[Saved data entries]

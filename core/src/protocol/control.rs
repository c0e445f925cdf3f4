//! Framing-independent control-plane dispatch: line-delimited JSON
//! requests in, JSON responses/acks out (spec §4.5, §6 parameter table).
//!
//! Both [`super::uasp`] and [`super::uasp2`] parse a line into a
//! [`ControlRequest`] and hand it to [`handle`] along with whatever
//! framing-specific context (destination tracking, odata support) they
//! carry; the two daemons differ only in transport, not in command
//! semantics.

use std::net::SocketAddr;

use log::warn;
use parking_lot::Mutex;
use serde::Deserialize;
use serde_json::{json, Value as JsonValue};

use super::ClientLink;
use crate::params::ParamValue;

/// One parsed control-plane request (spec §6).
#[derive(Debug, Clone, Deserialize)]
#[serde(tag = "action", rename_all = "lowercase")]
pub enum ControlRequest {
    Version {
        #[serde(default)]
        id: Option<JsonValue>,
    },
    Ireset {
        #[serde(default)]
        id: Option<JsonValue>,
    },
    Istart {
        port: u16,
        #[serde(default)]
        id: Option<JsonValue>,
    },
    Istop {
        #[serde(default)]
        id: Option<JsonValue>,
    },
    Oclear {
        #[serde(default)]
        id: Option<JsonValue>,
    },
    /// UASP2 only: base64-encoded header-framed DAC data inlined in the
    /// control stream. UASP instead receives DAC data as raw binary
    /// frames on its own socket; see [`super::uasp`].
    Odata {
        data: String,
        #[serde(default)]
        id: Option<JsonValue>,
    },
    Ostart {
        #[serde(default)]
        time: Option<u64>,
        #[serde(default)]
        id: Option<JsonValue>,
    },
    Ostop {
        #[serde(default)]
        id: Option<JsonValue>,
    },
    Get {
        param: String,
        #[serde(default)]
        id: Option<JsonValue>,
    },
    Set {
        param: String,
        value: ParamValue,
        #[serde(default)]
        id: Option<JsonValue>,
    },
    Quit {
        #[serde(default)]
        id: Option<JsonValue>,
    },
}

impl ControlRequest {
    fn id(&self) -> Option<JsonValue> {
        match self {
            Self::Version { id }
            | Self::Ireset { id }
            | Self::Istart { id, .. }
            | Self::Istop { id }
            | Self::Oclear { id }
            | Self::Odata { id, .. }
            | Self::Ostart { id, .. }
            | Self::Ostop { id }
            | Self::Get { id, .. }
            | Self::Set { id, .. }
            | Self::Quit { id } => id.clone(),
        }
    }
}

/// Accumulates DAC samples pushed in by `odata` between `oclear`/`ostart`
/// calls (spec §4.5); shared between the control handler and the
/// framing-specific binary-socket receiver in UASP.
pub struct DacBuffer {
    samples: Mutex<Vec<f32>>,
    obufsize: usize,
}

impl DacBuffer {
    pub fn new(obufsize: usize) -> Self {
        Self {
            samples: Mutex::new(Vec::new()),
            obufsize,
        }
    }

    /// Appends samples, dropping and logging a warning if the buffer
    /// would exceed `obufsize` (spec §8 Open Question: drop-and-warn).
    pub fn append(&self, new_samples: &[f32]) {
        let mut buf = self.samples.lock();
        if buf.len() + new_samples.len() > self.obufsize {
            warn!(
                "[Uasp] DAC buffer overflow: dropping incoming data ({} + {} > obufsize {})",
                buf.len(),
                new_samples.len(),
                self.obufsize
            );
            return;
        }
        buf.extend_from_slice(new_samples);
    }

    pub fn clear(&self) {
        self.samples.lock().clear();
    }

    /// Removes and returns everything currently buffered.
    pub fn take(&self) -> Vec<f32> {
        std::mem::take(&mut *self.samples.lock())
    }

    pub fn len(&self) -> usize {
        self.samples.lock().len()
    }

    pub fn is_empty(&self) -> bool {
        self.len() == 0
    }
}

/// Destination tracking for the ADC push channel, set by `istart` and
/// cleared by `istop`. UASP resolves this to a UDP peer address; UASP2
/// only needs the boolean streaming flag since data rides the same TCP
/// connection.
pub trait StreamDestination: Send + Sync {
    fn start(&self, addr: SocketAddr);
    fn stop(&self);
}

/// Dispatches one parsed request, returning the JSON response line to
/// write back, or `None` when the action has no response (spec §7:
/// unknown `get` params and malformed/unrecognized actions get no
/// reply).
///
/// `sender` is the UDP/TCP peer `istart` should bind the data push to;
/// `supports_odata` gates the UASP2-only inline DAC-data action.
pub async fn handle(
    req: ControlRequest,
    sender: SocketAddr,
    link: &dyn ClientLink,
    dac: &DacBuffer,
    dest: &dyn StreamDestination,
    supports_odata: bool,
) -> Option<JsonValue> {
    let id = req.id();
    let name = action_name(&req);
    let ack = |extra: JsonValue| {
        let mut obj = json!({ "action": name });
        if let (Some(id), JsonValue::Object(map)) = (&id, &mut obj) {
            map.insert("id".to_string(), id.clone());
        }
        if let (JsonValue::Object(map), JsonValue::Object(extra_map)) = (&mut obj, extra) {
            for (k, v) in extra_map {
                map.insert(k, v);
            }
        }
        obj
    };

    match req {
        ControlRequest::Version { .. } => Some(ack(json!({
            "name": super::APP_NAME,
            "version": env!("CARGO_PKG_VERSION"),
            "protocol": super::PROTOCOL_VERSION,
        }))),
        ControlRequest::Ireset { .. } => {
            link.set("iseqno", ParamValue::Int(0));
            Some(ack(json!({})))
        }
        ControlRequest::Istart { port, .. } => {
            dest.start(SocketAddr::new(sender.ip(), port));
            Some(ack(json!({})))
        }
        ControlRequest::Istop { .. } => {
            dest.stop();
            Some(ack(json!({})))
        }
        ControlRequest::Oclear { .. } => {
            dac.clear();
            Some(ack(json!({})))
        }
        ControlRequest::Odata { data, .. } => {
            if !supports_odata {
                warn!("[Uasp] odata action received on a framing that does not support it");
                return None;
            }
            match base64::Engine::decode(&base64::engine::general_purpose::STANDARD, &data) {
                Ok(bytes) => match super::decode_frame(&bytes) {
                    Some((_, samples)) => {
                        dac.append(&samples);
                        Some(ack(json!({})))
                    }
                    None => {
                        warn!("[Uasp2] malformed odata frame, ignoring");
                        None
                    }
                },
                Err(e) => {
                    warn!("[Uasp2] odata base64 decode failed: {e}");
                    None
                }
            }
        }
        ControlRequest::Ostart { time, .. } => {
            let flat = dac.take();
            let ochannels = link.ochannels().max(1);
            let usable = (flat.len() / ochannels) * ochannels;
            if usable < flat.len() {
                warn!(
                    "[Uasp] ostart: dropping {} trailing sample(s) not a multiple of ochannels={ochannels}",
                    flat.len() - usable
                );
            }
            if usable == 0 {
                return Some(ack(json!({})));
            }
            // Reshape the flat channel-interleaved buffer
            // [c0t0,c1t0,...,c(ochannels-1)t0, c0t1,...] into one column
            // per channel (spec §9, "DAC channel reshape ambiguity").
            let n_samples = usable / ochannels;
            let mut columns = vec![Vec::with_capacity(n_samples); ochannels];
            for t in 0..n_samples {
                for c in 0..ochannels {
                    columns[c].push(flat[t * ochannels + c]);
                }
            }
            let block = crate::propagation::SampleMatrix::from_columns(columns);

            let t_request = match time {
                Some(0) | None => link.now_sample(),
                Some(us) => ((us as f64) * link.irate() / 1_000_000.0).round() as i64,
            };
            let t_start = link.transmit(t_request, block, id.clone()).await;
            Some(ack(json!({ "t_start": t_start })))
        }
        ControlRequest::Ostop { .. } => Some(ack(json!({}))),
        ControlRequest::Get { param, .. } => link.get(&param).map(|value| ack(json!({ "param": param, "value": value }))),
        ControlRequest::Set { param, value, .. } => {
            link.set(&param, value);
            Some(ack(json!({})))
        }
        ControlRequest::Quit { .. } => Some(ack(json!({}))),
    }
}

fn action_name(req: &ControlRequest) -> &'static str {
    match req {
        ControlRequest::Version { .. } => "version",
        ControlRequest::Ireset { .. } => "ireset",
        ControlRequest::Istart { .. } => "istart",
        ControlRequest::Istop { .. } => "istop",
        ControlRequest::Oclear { .. } => "oclear",
        ControlRequest::Odata { .. } => "odata",
        ControlRequest::Ostart { .. } => "ostart",
        ControlRequest::Ostop { .. } => "ostop",
        ControlRequest::Get { .. } => "get",
        ControlRequest::Set { .. } => "set",
        ControlRequest::Quit { .. } => "quit",
    }
}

**Aim of the task:** Nothing beyond the lines from the start of the entries through the line with "odata support) they" should appear. Repeat those lines exactly, both ends included.

**Exercise response:**
filename core/src/protocol/control.rs
repository c0e445f925cdf3f4
//! Framing-independent control-plane dispatch: line-delimited JSON
//! requests in, JSON responses/acks out (spec §4.5, §6 parameter table).
//!
//! Both [`super::uasp`] and [`super::uasp2`] parse a line into a
//! [`ControlRequest`] and hand it to [`handle`] along with whatever
//! framing-specific context (destination tracking, odata support) they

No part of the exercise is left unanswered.